2. Basic exodeviation type: The angle of deviation at distance is equal to that at near, with a difference not exceeding 10, and the AC/A ratio is normal. This type tends to progress. Surgical treatment may consist of lateral rectus recession combined with medial rectus resection.

3. Convergence insufficiency type: The angle of deviation at near is greater than that at distance, and the AC/A ratio is low. Muscle strength during adduction is normal. This type is characterized by rapid progression, intermittency, and a quick transition to constant deviation with loss of fusion function. Close monitoring and timely surgery are necessary, and postoperative chances of achieving binocular single vision remain high.

4. Simulated divergence excess type: Initial examination shows a greater angle of deviation at distance than at near, but special testing reveals that the near deviation equals or exceeds the distance deviation, indicating it is not a true divergence excess type. Surgery involving only the lateral rectus is ineffective; medial rectus resection should also be performed.

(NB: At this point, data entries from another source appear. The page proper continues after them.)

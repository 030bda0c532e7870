//! Buffered byte-stream wrapper over one socket.
//!
//! A [`Pipe`] splits a duplex stream into a [`PipeReader`], which refills a
//! pooled buffer on demand and lets parsers peek and advance over it, and a
//! [`PipeWriter`] for emitting heads and bodies. Both halves release their
//! buffer and their side of the socket when dropped, on every exit path.

use bytes::BytesMut;
use std::io;
use std::pin::Pin;
use std::task::{Context, Poll};
use std::time::Duration;
use tokio::io::{AsyncRead, AsyncReadExt, AsyncWrite, AsyncWriteExt, ReadBuf};
use tokio::time::timeout;

use crate::buffer::cursor::BodyCursor;
use crate::buffer::pool::{BufferPool, PooledBuffer};
use crate::error::{ProxyError, Result};
use crate::http::body::ChunkedEncoder;
use crate::http::parser::HeadParser;

pub struct Pipe {
    pub reader: PipeReader,
    pub writer: PipeWriter,
}

impl Pipe {
    pub fn new<S>(stream: S, pool: &BufferPool) -> Self
    where
        S: AsyncRead + AsyncWrite + Send + 'static,
    {
        let (read_half, write_half) = tokio::io::split(stream);

        Self {
            reader: PipeReader::new(read_half, pool),
            writer: PipeWriter::new(write_half),
        }
    }

    pub fn into_split(self) -> (PipeReader, PipeWriter) {
        (self.reader, self.writer)
    }
}

pub struct PipeReader {
    inner: Box<dyn AsyncRead + Send + Unpin>,
    buf: PooledBuffer,
    start: usize,
    end: usize,
    reads: usize,
    read_timeout: Option<Duration>,
}

impl PipeReader {
    pub fn new<R>(inner: R, pool: &BufferPool) -> Self
    where
        R: AsyncRead + Send + Unpin + 'static,
    {
        Self {
            inner: Box::new(inner),
            buf: pool.rent(),
            start: 0,
            end: 0,
            reads: 0,
            read_timeout: None,
        }
    }

    /// Bounds how long a single socket read may wait. Relayed tunnel bytes
    /// go through [`AsyncRead`] and are not affected.
    pub fn set_read_timeout(&mut self, limit: Option<Duration>) {
        self.read_timeout = limit;
    }

    /// Bytes read from the socket but not yet consumed.
    pub fn buffered(&self) -> &[u8] {
        &self.buf[self.start..self.end]
    }

    /// Marks `n` buffered bytes as consumed.
    pub fn advance(&mut self, n: usize) {
        assert!(n <= self.end - self.start, "advanced past buffered data");

        self.start += n;
        if self.start == self.end {
            self.start = 0;
            self.end = 0;
        }
    }

    /// Reads more bytes from the socket, returning how many arrived; zero
    /// means the peer closed its side.
    pub async fn fill(&mut self) -> io::Result<usize> {
        if self.start > 0 {
            self.buf.copy_within(self.start..self.end, 0);
            self.end -= self.start;
            self.start = 0;
        }
        if self.end == self.buf.len() {
            self.buf.grow();
        }

        let read = self.inner.read(&mut self.buf[self.end..]);
        let n = match self.read_timeout {
            Some(limit) => timeout(limit, read).await.map_err(|_| {
                io::Error::new(io::ErrorKind::TimedOut, format!("peer sent nothing for {limit:?}"))
            })??,
            None => read.await?,
        };
        self.end += n;
        self.reads += 1;
        Ok(n)
    }

    pub async fn peek_byte(&mut self) -> io::Result<Option<u8>> {
        if self.start == self.end && self.fill().await? == 0 {
            return Ok(None);
        }
        Ok(Some(self.buf[self.start]))
    }

    pub async fn read_byte(&mut self) -> io::Result<Option<u8>> {
        let byte = self.peek_byte().await?;
        if byte.is_some() {
            self.advance(1);
        }
        Ok(byte)
    }

    /// Number of socket reads performed so far.
    pub fn network_reads(&self) -> usize {
        self.reads
    }

    /// Feeds buffered bytes to `parser`, reading more as needed, until the
    /// head is complete.
    ///
    /// Returns `false` if the peer closed before sending anything.
    pub async fn read_head<P: HeadParser>(&mut self, parser: &mut P, limit: usize) -> Result<bool> {
        let mut consumed = 0;

        loop {
            let n = parser.parse(self.buffered())?;
            self.advance(n);
            consumed += n;

            if parser.is_head_complete() {
                return Ok(true);
            }
            if consumed + self.buffered().len() >= limit {
                return Err(ProxyError::HeadTooLarge(limit));
            }

            if self.fill().await? == 0 {
                return if consumed == 0 && self.buffered().is_empty() {
                    Ok(false)
                } else {
                    Err(ProxyError::UnexpectedEof)
                };
            }
        }
    }
}

impl AsyncRead for PipeReader {
    fn poll_read(
        mut self: Pin<&mut Self>,
        cx: &mut Context<'_>,
        out: &mut ReadBuf<'_>,
    ) -> Poll<io::Result<()>> {
        let this = &mut *self;

        // Serve what the parser left behind before touching the socket.
        if this.start < this.end {
            let n = (this.end - this.start).min(out.remaining());
            out.put_slice(&this.buf[this.start..this.start + n]);
            this.advance(n);
            return Poll::Ready(Ok(()));
        }

        Pin::new(&mut this.inner).poll_read(cx, out)
    }
}

pub struct PipeWriter {
    inner: Box<dyn AsyncWrite + Send + Unpin>,
    scratch: BytesMut,
    sent: u64,
}

impl PipeWriter {
    pub fn new<W>(inner: W) -> Self
    where
        W: AsyncWrite + Send + Unpin + 'static,
    {
        Self {
            inner: Box::new(inner),
            scratch: BytesMut::new(),
            sent: 0,
        }
    }

    pub async fn send(&mut self, bytes: &[u8]) -> io::Result<()> {
        self.inner.write_all(bytes).await?;
        self.sent += bytes.len() as u64;
        Ok(())
    }

    pub async fn send_text(&mut self, text: &str) -> io::Result<()> {
        self.send(text.as_bytes()).await
    }

    /// Sends one body run, wrapped in a chunk envelope when `encoder` is set.
    pub async fn send_body(&mut self, data: &[u8], encoder: Option<&mut ChunkedEncoder>) -> io::Result<()> {
        match encoder {
            Some(encoder) => {
                let mut scratch = std::mem::take(&mut self.scratch);
                scratch.clear();
                encoder.encode(data, &mut scratch);
                let result = self.send(&scratch).await;
                self.scratch = scratch;
                result
            }
            None => self.send(data).await,
        }
    }

    /// Writes the chunked terminator.
    pub async fn finish_chunked(&mut self, encoder: &mut ChunkedEncoder) -> io::Result<()> {
        let mut tail = BytesMut::with_capacity(5);
        encoder.finish(&mut tail);
        self.send(&tail).await
    }

    /// Streams everything `cursor` yields, re-chunking when `chunked` is set.
    pub async fn send_stream(&mut self, cursor: &mut BodyCursor, chunked: bool) -> Result<u64> {
        let mut encoder = chunked.then(ChunkedEncoder::new);
        let mut total = 0;

        while let Some(segment) = cursor.next_segment().await? {
            self.send_body(&segment, encoder.as_mut()).await?;
            total += segment.len() as u64;
        }
        if let Some(encoder) = encoder.as_mut() {
            self.finish_chunked(encoder).await?;
        }

        self.flush().await?;
        Ok(total)
    }

    pub async fn flush(&mut self) -> io::Result<()> {
        self.inner.flush().await
    }

    pub async fn shutdown(&mut self) -> io::Result<()> {
        self.inner.shutdown().await
    }

    /// Total bytes written so far.
    pub fn bytes_sent(&self) -> u64 {
        self.sent
    }
}

impl AsyncWrite for PipeWriter {
    fn poll_write(mut self: Pin<&mut Self>, cx: &mut Context<'_>, buf: &[u8]) -> Poll<io::Result<usize>> {
        let this = &mut *self;
        let poll = Pin::new(&mut this.inner).poll_write(cx, buf);
        if let Poll::Ready(Ok(n)) = poll {
            this.sent += n as u64;
        }
        poll
    }

    fn poll_flush(mut self: Pin<&mut Self>, cx: &mut Context<'_>) -> Poll<io::Result<()>> {
        Pin::new(&mut self.inner).poll_flush(cx)
    }

    fn poll_shutdown(mut self: Pin<&mut Self>, cx: &mut Context<'_>) -> Poll<io::Result<()>> {
        Pin::new(&mut self.inner).poll_shutdown(cx)
    }
}

#[cfg(test)]
mod tests {
    use super::*;
    use crate::http::parser::RequestParser;

    #[tokio::test]
    async fn peek_does_not_consume() {
        let pool = BufferPool::new(8, 4);
        let mut reader = PipeReader::new(&b"ab"[..], &pool);

        assert_eq!(reader.peek_byte().await.unwrap(), Some(b'a'));
        assert_eq!(reader.read_byte().await.unwrap(), Some(b'a'));
        assert_eq!(reader.read_byte().await.unwrap(), Some(b'b'));
        assert_eq!(reader.read_byte().await.unwrap(), None);
    }

    #[tokio::test]
    async fn head_spanning_many_reads_grows_the_buffer() {
        let pool = BufferPool::new(8, 4);
        let raw = b"GET /a/long/path HTTP/1.1\r\nHost: example.com\r\n\r\nrest";
        let mut reader = PipeReader::new(&raw[..], &pool);
        let mut parser = RequestParser::new();

        assert!(reader.read_head(&mut parser, 1024).await.unwrap());
        assert_eq!(parser.head().target(), "/a/long/path");
        assert_eq!(reader.buffered(), b"rest");
    }

    #[tokio::test]
    async fn oversized_head_is_rejected() {
        let pool = BufferPool::new(8, 4);
        let raw = b"GET /0123456789012345678901234567890123456789 HTTP/1.1\r\n\r\n";
        let mut reader = PipeReader::new(&raw[..], &pool);
        let mut parser = RequestParser::new();

        let err = reader.read_head(&mut parser, 16).await.unwrap_err();
        assert!(matches!(err, ProxyError::HeadTooLarge(16)));
    }

    #[tokio::test]
    async fn immediate_close_is_not_an_error() {
        let pool = BufferPool::default();
        let mut reader = PipeReader::new(&b""[..], &pool);
        let mut parser = RequestParser::new();
        assert!(!reader.read_head(&mut parser, 1024).await.unwrap());
    }

    #[tokio::test]
    async fn stalled_peer_times_out() {
        let pool = BufferPool::default();
        let (near, mut far) = tokio::io::duplex(64);
        far.write_all(b"GET / HTTP/1.1\r\nHost: a").await.unwrap();

        let mut reader = PipeReader::new(near, &pool);
        reader.set_read_timeout(Some(Duration::from_millis(50)));
        let mut parser = RequestParser::new();

        let err = reader.read_head(&mut parser, 1024).await.unwrap_err();
        assert!(matches!(err, ProxyError::Io(ref e) if e.kind() == io::ErrorKind::TimedOut));
        drop(far);
    }
}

This classification method based on the mechanism of disease has clinical advantages. For example, in true divergence excess type, due to excessive neural drive to the lateral rectus, bilateral lateral rectus recession is appropriate. For convergence insufficiency type, bilateral medial rectus resection followed by convergence training can enhance central convergence. Burian observed that divergence excess type is generally stable and can be monitored, whereas convergence insufficiency type progresses rapidly and requires prompt treatment. Basic exodeviation type has a tendency to progress, so treatment should not be delayed.